Rather than seeing an angry, manipulative tantrum in front of you, see that scared child inside who needs your help and is overwhelmed. See the frightened child who is asking you, Am I Safe?, Do You Like Me?, Can We Re-Connect? Those are the questions that are behind a tantrum.
3. Let Them Vent
Our children need to get those feelings out. If we try to get them to stop expressing those emotions, they bottle them up. But eventually, they'll leak out somewhere - in misbehavior, in shutting down, or worse. We can help them vent safely. Allow them to hit pillows, stuffed animals, a punching bag. Tell them it's okay to yell at us or a stuffed animal instead of at siblings or friends. Give them an outlet.
4. Provide Compassion
Let them know their emotions are valid and that they are okay. If all you do is say I hear you, I get it, I understand - even if you don't understand exactly why they're upset - they will feel heard. That's as important to our children as it is to us. We don't want to invalidate their feelings, which we do inadvertently when we try to help. Like telling them it's no big deal or that they shouldn't be upset. Just like we want our partner to hear us out and to understand us, our children need us to hear them, really hear them.
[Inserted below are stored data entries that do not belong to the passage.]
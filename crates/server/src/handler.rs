//! HTTP routes.
//!
//! - `GET /?url=<url>[&force=<flag>]` exports the page as a PDF
//! - `GET /health` reports store reachability

use std::sync::Arc;

use axum::{
    Json, Router,
    extract::{Query, State, rejection::QueryRejection},
    http::{
        HeaderName, HeaderValue, StatusCode,
        header::{CONTENT_DISPOSITION, CONTENT_TYPE, InvalidHeaderValue},
    },
    response::{IntoResponse, Response},
    routing::get,
};
use pdfsnap_client::PdfExporter;
use pdfsnap_core::cache::PDF_CONTENT_TYPE;
use pdfsnap_core::{CacheDb, Error};
use serde::Serialize;

use crate::error::HttpError;

/// `X-Cache: HIT | MISS | REFRESH`
pub static X_CACHE: HeaderName = HeaderName::from_static("x-cache");

/// `X-Cache-Write: failed` when the rendered PDF could not be stored.
pub static X_CACHE_WRITE: HeaderName = HeaderName::from_static("x-cache-write");

const MISSING_URL: &str = "A URL must be provided: /?url=<url to export to pdf>";

/// Shared state for all handlers.
#[derive(Clone)]
pub struct AppState {
    exporter: Arc<PdfExporter>,
    disposition: HeaderValue,
    db: Option<CacheDb>,
}

impl AppState {
    /// # Errors
    ///
    /// Fails if `filename` cannot be carried in a header value.
    pub fn new(exporter: PdfExporter, filename: &str) -> Result<Self, InvalidHeaderValue> {
        let disposition = HeaderValue::from_str(&format!("inline; filename=\"{filename}\""))?;
        Ok(Self { exporter: Arc::new(exporter), disposition, db: None })
    }

    /// Report object counts of this database on `/health`.
    pub fn with_db(mut self, db: CacheDb) -> Self {
        self.db = Some(db);
        self
    }
}

/// Query parameters of the export route.
#[derive(Debug, Default)]
pub struct ExportParams {
    pub url: Option<String>,
    pub force: Option<String>,
}

impl ExportParams {
    /// Repeated keys keep their last value; unknown keys are ignored.
    fn from_pairs(pairs: Vec<(String, String)>) -> Self {
        let mut params = Self::default();
        for (key, value) in pairs {
            match key.as_str() {
                "url" => params.url = Some(value),
                "force" => params.force = Some(value),
                _ => {}
            }
        }
        params
    }
}

#[derive(Debug, Serialize)]
struct HealthOutput {
    status: &'static str,
    #[serde(skip_serializing_if = "Option::is_none")]
    bucket: Option<String>,
    #[serde(skip_serializing_if = "Option::is_none")]
    objects: Option<u64>,
}

pub fn router(state: AppState) -> Router {
    Router::new()
        .route("/", get(export_pdf))
        .route("/health", get(health))
        .with_state(state)
}

/// `force` counts as set unless it is absent, empty, or a common "off" spelling.
fn is_truthy(value: &str) -> bool {
    !matches!(value.trim().to_ascii_lowercase().as_str(), "" | "0" | "false" | "no" | "off")
}

async fn export_pdf(
    State(state): State<AppState>, query: Result<Query<Vec<(String, String)>>, QueryRejection>,
) -> Result<Response, HttpError> {
    let Query(pairs) = query.map_err(|rejection| Error::InvalidInput(rejection.body_text()))?;
    let params = ExportParams::from_pairs(pairs);
    let url = params
        .url
        .filter(|u| !u.is_empty())
        .ok_or_else(|| Error::InvalidInput(MISSING_URL.to_string()))?;
    let force = params.force.as_deref().is_some_and(is_truthy);

    let artifact = state.exporter.export(&url, force).await?;

    let content_type =
        HeaderValue::from_str(&artifact.content_type).unwrap_or(HeaderValue::from_static(PDF_CONTENT_TYPE));
    let mut response = (
        StatusCode::OK,
        [
            (CONTENT_TYPE, content_type),
            (CONTENT_DISPOSITION, state.disposition.clone()),
            (X_CACHE.clone(), HeaderValue::from_static(artifact.status.as_str())),
        ],
        artifact.body,
    )
        .into_response();

    if artifact.persist_error.is_some() {
        response
            .headers_mut()
            .insert(X_CACHE_WRITE.clone(), HeaderValue::from_static("failed"));
    }

    Ok(response)
}

async fn health(State(state): State<AppState>) -> Response {
    let Some(db) = &state.db else {
        return Json(HealthOutput { status: "ok", bucket: None, objects: None }).into_response();
    };

    match db.count_objects().await {
        Ok(objects) => {
            Json(HealthOutput { status: "ok", bucket: Some(db.bucket().to_string()), objects: Some(objects) })
                .into_response()
        }
        Err(e) => {
            tracing::warn!(error = %e, "health check failed");
            (
                StatusCode::SERVICE_UNAVAILABLE,
                Json(HealthOutput { status: "unavailable", bucket: Some(db.bucket().to_string()), objects: None }),
            )
                .into_response()
        }
    }
}

#[cfg(test)]
mod tests {
    use super::*;
    use axum::body::{Body, to_bytes};
    use axum::http::Request;
    use bytes::Bytes;
    use pdfsnap_client::{RenderError, Renderer};
    use pdfsnap_core::{DomainWhitelist, MemoryStore, ObjectStore};
    use std::sync::atomic::{AtomicUsize, Ordering};
    use tower::ServiceExt;
    use url::Url;

    #[derive(Default)]
    struct StubRenderer {
        calls: AtomicUsize,
        fail: bool,
    }

    #[async_trait::async_trait]
    impl Renderer for StubRenderer {
        async fn render(&self, _url: &Url) -> Result<Bytes, RenderError> {
            self.calls.fetch_add(1, Ordering::SeqCst);
            if self.fail {
                return Err(RenderError::Timeout(30_000));
            }
            Ok(Bytes::from_static(b"%PDF-1.7 stub"))
        }
    }

    struct Harness {
        app: Router,
        store: Arc<MemoryStore>,
        renderer: Arc<StubRenderer>,
    }

    fn harness(renderer: StubRenderer) -> Harness {
        let store = Arc::new(MemoryStore::new());
        let renderer = Arc::new(renderer);
        let exporter = PdfExporter::new(DomainWhitelist::parse("example.com"), store.clone(), renderer.clone());
        let app = router(AppState::new(exporter, "Export.pdf").unwrap());
        Harness { app, store, renderer }
    }

    async fn get(app: &Router, uri: &str) -> Response {
        let request = Request::builder().uri(uri).body(Body::empty()).unwrap();
        app.clone().oneshot(request).await.unwrap()
    }

    async fn body_string(response: Response) -> String {
        let bytes = to_bytes(response.into_body(), usize::MAX).await.unwrap();
        String::from_utf8(bytes.to_vec()).unwrap()
    }

    #[test]
    fn test_is_truthy() {
        for value in ["1", "true", "yes", "TRUE", "anything"] {
            assert!(is_truthy(value), "{value} should be truthy");
        }
        for value in ["", "0", "false", "No", "off", " "] {
            assert!(!is_truthy(value), "{value:?} should be falsy");
        }
    }

    #[tokio::test]
    async fn test_missing_url_is_rejected_before_anything_runs() {
        let h = harness(StubRenderer::default());

        for uri in ["/", "/?force=1", "/?url="] {
            let response = get(&h.app, uri).await;
            assert_eq!(response.status(), StatusCode::BAD_REQUEST);
            assert_eq!(response.headers()[CONTENT_TYPE], "application/json");
            assert_eq!(body_string(response).await, format!("\"{MISSING_URL}\""));
        }

        assert_eq!(h.store.get_calls(), 0);
        assert_eq!(h.store.put_calls(), 0);
        assert_eq!(h.renderer.calls.load(Ordering::SeqCst), 0);
    }

    #[tokio::test]
    async fn test_not_whitelisted() {
        let h = harness(StubRenderer::default());

        let response = get(&h.app, "/?url=https%3A%2F%2Fexample.com.evil.org%2Fx").await;

        assert_eq!(response.status(), StatusCode::BAD_REQUEST);
        assert_eq!(
            body_string(response).await,
            "\"The URL https://example.com.evil.org/x is not a whitelisted URL\""
        );
        assert_eq!(h.store.get_calls(), 0);
        assert_eq!(h.renderer.calls.load(Ordering::SeqCst), 0);
    }

    #[tokio::test]
    async fn test_export_miss_then_hit() {
        let h = harness(StubRenderer::default());
        let uri = "/?url=https%3A%2F%2Fwww.example.com%2Freport";

        let response = get(&h.app, uri).await;
        assert_eq!(response.status(), StatusCode::OK);
        assert_eq!(response.headers()[CONTENT_TYPE], "application/pdf");
        assert_eq!(response.headers()[CONTENT_DISPOSITION], "inline; filename=\"Export.pdf\"");
        assert_eq!(response.headers()[&X_CACHE], "MISS");
        assert!(response.headers().get(&X_CACHE_WRITE).is_none());
        assert_eq!(body_string(response).await, "%PDF-1.7 stub");

        let response = get(&h.app, uri).await;
        assert_eq!(response.status(), StatusCode::OK);
        assert_eq!(response.headers()[&X_CACHE], "HIT");

        assert_eq!(h.renderer.calls.load(Ordering::SeqCst), 1);
        assert_eq!(h.store.put_calls(), 1);
    }

    #[tokio::test]
    async fn test_force_flag() {
        let h = harness(StubRenderer::default());
        h.store
            .put(
                &pdfsnap_core::cache::object_key("https://example.com/"),
                Bytes::from_static(b"%PDF old"),
                PDF_CONTENT_TYPE,
            )
            .await
            .unwrap();

        let response = get(&h.app, "/?url=https%3A%2F%2Fexample.com%2F&force=false").await;
        assert_eq!(response.headers()[&X_CACHE], "HIT");
        assert_eq!(body_string(response).await, "%PDF old");

        let response = get(&h.app, "/?url=https%3A%2F%2Fexample.com%2F&force=1").await;
        assert_eq!(response.headers()[&X_CACHE], "REFRESH");
        assert_eq!(body_string(response).await, "%PDF-1.7 stub");
        assert_eq!(h.renderer.calls.load(Ordering::SeqCst), 1);
    }

    #[tokio::test]
    async fn test_repeated_params_keep_last_value() {
        let h = harness(StubRenderer::default());

        let response = get(&h.app, "/?url=https%3A%2F%2Fevil.org%2F&url=https%3A%2F%2Fexample.com%2Fb").await;
        assert_eq!(response.status(), StatusCode::OK);
        assert_eq!(response.headers()[&X_CACHE], "MISS");
        assert!(h.store.get(&pdfsnap_core::cache::object_key("https://example.com/b")).await.unwrap().is_some());

        let response = get(&h.app, "/?url=https%3A%2F%2Fexample.com%2Fb&force=1&force=0").await;
        assert_eq!(response.status(), StatusCode::OK);
        assert_eq!(response.headers()[&X_CACHE], "HIT");

        let response = get(&h.app, "/?url=https%3A%2F%2Fexample.com%2Fb&force=0&force=1").await;
        assert_eq!(response.headers()[&X_CACHE], "REFRESH");
        assert_eq!(h.renderer.calls.load(Ordering::SeqCst), 2);
    }

    #[tokio::test]
    async fn test_repeated_url_last_value_is_still_gated() {
        let h = harness(StubRenderer::default());

        let response = get(&h.app, "/?url=https%3A%2F%2Fexample.com%2F&url=https%3A%2F%2Fevil.org%2F").await;

        assert_eq!(response.status(), StatusCode::BAD_REQUEST);
        assert_eq!(response.headers()[CONTENT_TYPE], "application/json");
        assert_eq!(body_string(response).await, "\"The URL https://evil.org/ is not a whitelisted URL\"");
        assert_eq!(h.renderer.calls.load(Ordering::SeqCst), 0);
    }

    #[tokio::test]
    async fn test_render_failure_maps_to_gateway_timeout() {
        let h = harness(StubRenderer { fail: true, ..Default::default() });

        let response = get(&h.app, "/?url=https%3A%2F%2Fexample.com%2Fslow").await;

        assert_eq!(response.status(), StatusCode::GATEWAY_TIMEOUT);
        assert!(body_string(response).await.starts_with('"'));
        assert_eq!(h.store.put_calls(), 0);
    }

    #[tokio::test]
    async fn test_health_with_database() {
        let db = CacheDb::open_in_memory("exports").await.unwrap();
        let exporter =
            PdfExporter::new(DomainWhitelist::parse("example.com"), Arc::new(db.clone()), Arc::new(StubRenderer::default()));
        let app = router(AppState::new(exporter, "Export.pdf").unwrap().with_db(db));

        let response = get(&app, "/health").await;

        assert_eq!(response.status(), StatusCode::OK);
        let body: serde_json::Value = serde_json::from_str(&body_string(response).await).unwrap();
        assert_eq!(body["status"], "ok");
        assert_eq!(body["bucket"], "exports");
        assert_eq!(body["objects"], 0);
    }

    #[tokio::test]
    async fn test_health_reports_unavailable_store() {
        let db = CacheDb::open_in_memory("exports").await.unwrap();
        let exporter =
            PdfExporter::new(DomainWhitelist::parse("example.com"), Arc::new(db.clone()), Arc::new(StubRenderer::default()));
        let app = router(AppState::new(exporter, "Export.pdf").unwrap().with_db(db.clone()));
        db.close().await.unwrap();

        let response = get(&app, "/health").await;

        assert_eq!(response.status(), StatusCode::SERVICE_UNAVAILABLE);
        let body: serde_json::Value = serde_json::from_str(&body_string(response).await).unwrap();
        assert_eq!(body["status"], "unavailable");
        assert_eq!(body["bucket"], "exports");
        assert!(body.get("objects").is_none());
    }

    #[tokio::test]
    async fn test_invalid_filename_header() {
        let exporter = PdfExporter::new(
            DomainWhitelist::parse("example.com"),
            Arc::new(MemoryStore::new()),
            Arc::new(StubRenderer::default()),
        );
        assert!(AppState::new(exporter, "bad\nname.pdf").is_err());
    }
}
After your child has expressed their frustration, get into re-connection mode. That's what this upset is about - always. Your child feels frustrated by something: a missed communication, a misunderstanding, a lack of connection. Now's the time to repair and reconnect. You'll have to experiment with what works for them. Get them to a comfy spot that they like: the bed, a crash pillow, a blanket fort. Then play variations of peek-a-boo, hide-and-seek, I'm gonna get you. Help, I'm falling off the bed is a favorite in my house, when we pretend we're falling off and the other person needs to pull us back up from the edge. Do you see the metaphor in all these games? I am lost and you find me? I feel disconnection and you reconnect with me? That's the importance of what seems like silly, babyish games, but are very important for our kids. It can be very sophisticated games of reconnection involving characters and themes and plots. Or they can be simple - I'm over here apart from you, now I'm close and reconnected. I'm over here, now I'm close. It's as simple as that.
Don't be persuaded by strategies that turn tantrums into manipulation, that turn relationships into power struggles. Think about how you'd feel if someone tried that method on you. And think about how our children struggle to maintain their sense of safety and connection in a world that overwhelms them. Think about how much energy they expend just getting through their day. And think about that scared little kid inside (no matter how big they are) who is asking, Am I Safe? Do You Like Me?